NIR-II Hydrogen-Bonded Organic Frameworks (HOFs) Used for Target-Specific Amyloid-b Photooxygenation in an Alzheimer's Disease Model

Phototherapy has emerged as a powerful approach for interrupting beta-amyloid (A beta) self-assembly. However, deeper tissue penetration and safer photosensitizers are urgent to be exploited for avoiding damaging nearby normal tissues and improving therapeutic effectiveness. A hydrogen-bonded organic framework (HOF)-based NIR-II photooxygenation catalyst is presented here to settle the abovementioned challenges. By encapsulating the pyridinium hemicyanine dye DSM with a large two-photon absorption (TPA) cross-section in NIR-II window into the porphyrin-based HOF, the resultant DSM@n-HOF-6 exhibits significant two-photon NIR-II-excited Fluorescence Resonance Energy Transfer (FRET) to generate singlet oxygen (O-1(2)) for A beta oxidation.

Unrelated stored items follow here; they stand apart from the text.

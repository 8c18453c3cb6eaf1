use std::fs::File;
use std::io::{BufReader, ErrorKind};
use std::path::{Path, PathBuf};

use crate::error::Error;
use crate::mask::ChannelMask;
use crate::raster::reader::DecodingImageReader;
use crate::raster::{Image, ImageReader};
use crate::Result;

/// An image path together with the mask its channels are merged with.
#[derive(Clone, Debug, PartialEq, Eq)]
pub struct ImageSource {
    pub path: PathBuf,
    pub mask: ChannelMask,
}

impl ImageSource {
    pub fn new(path: impl Into<PathBuf>, mask: ChannelMask) -> Self {
        Self {
            path: path.into(),
            mask,
        }
    }
}

pub struct InputImage {
    path: PathBuf,
    mask: ChannelMask,
    image: Image,
}

impl InputImage {
    pub fn new(path: impl Into<PathBuf>, mask: ChannelMask, image: Image) -> Self {
        Self {
            path: path.into(),
            mask,
            image,
        }
    }

    pub fn load(source: &ImageSource) -> Result<Self> {
        let input_file = open_input_file(&source.path)?;
        let mut reader = DecodingImageReader::new(
            BufReader::new(input_file),
            &source.path.display().to_string(),
        );
        let image = reader.read_image()?;
        log::debug!(
            "Loaded '{}' ({}x{}) with mask '{}'",
            source.path.display(),
            image.width(),
            image.height(),
            source.mask
        );
        Ok(Self::new(source.path.clone(), source.mask, image))
    }

    pub fn path(&self) -> &Path {
        &self.path
    }

    pub fn mask(&self) -> &ChannelMask {
        &self.mask
    }

    pub fn image(&self) -> &Image {
        &self.image
    }
}

pub fn load_input_images(sources: &[ImageSource]) -> Result<Vec<InputImage>> {
    sources.iter().map(InputImage::load).collect()
}

fn open_input_file(file_path: &Path) -> Result<File> {
    let path = file_path.display().to_string();
    File::open(file_path).map_err(|e| match e.kind() {
        ErrorKind::NotFound => Error::InputFileNotFound(path),
        ErrorKind::PermissionDenied => Error::NoReadPermissionForInputFile(path),
        _ => Error::UnableToOpenInputFileForReading(path, e),
    })
}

Further, the target peptides of KLVFFAED (KD8) are covalently grafted on DSM@n-HOF-6 to enhance the blood-brain barrier (BBB) permeability and A beta selectivity. The HOF-based photooxygenation catalyst shows an outstanding inhibitory effect of A beta aggregation upon the NIR-II irradiation. Further in vivo studies demonstrate the obvious decrease of craniocerebral A beta plaques and recovery of memory deficits in triple-transgenic AD (3 X Tg-AD) model mice.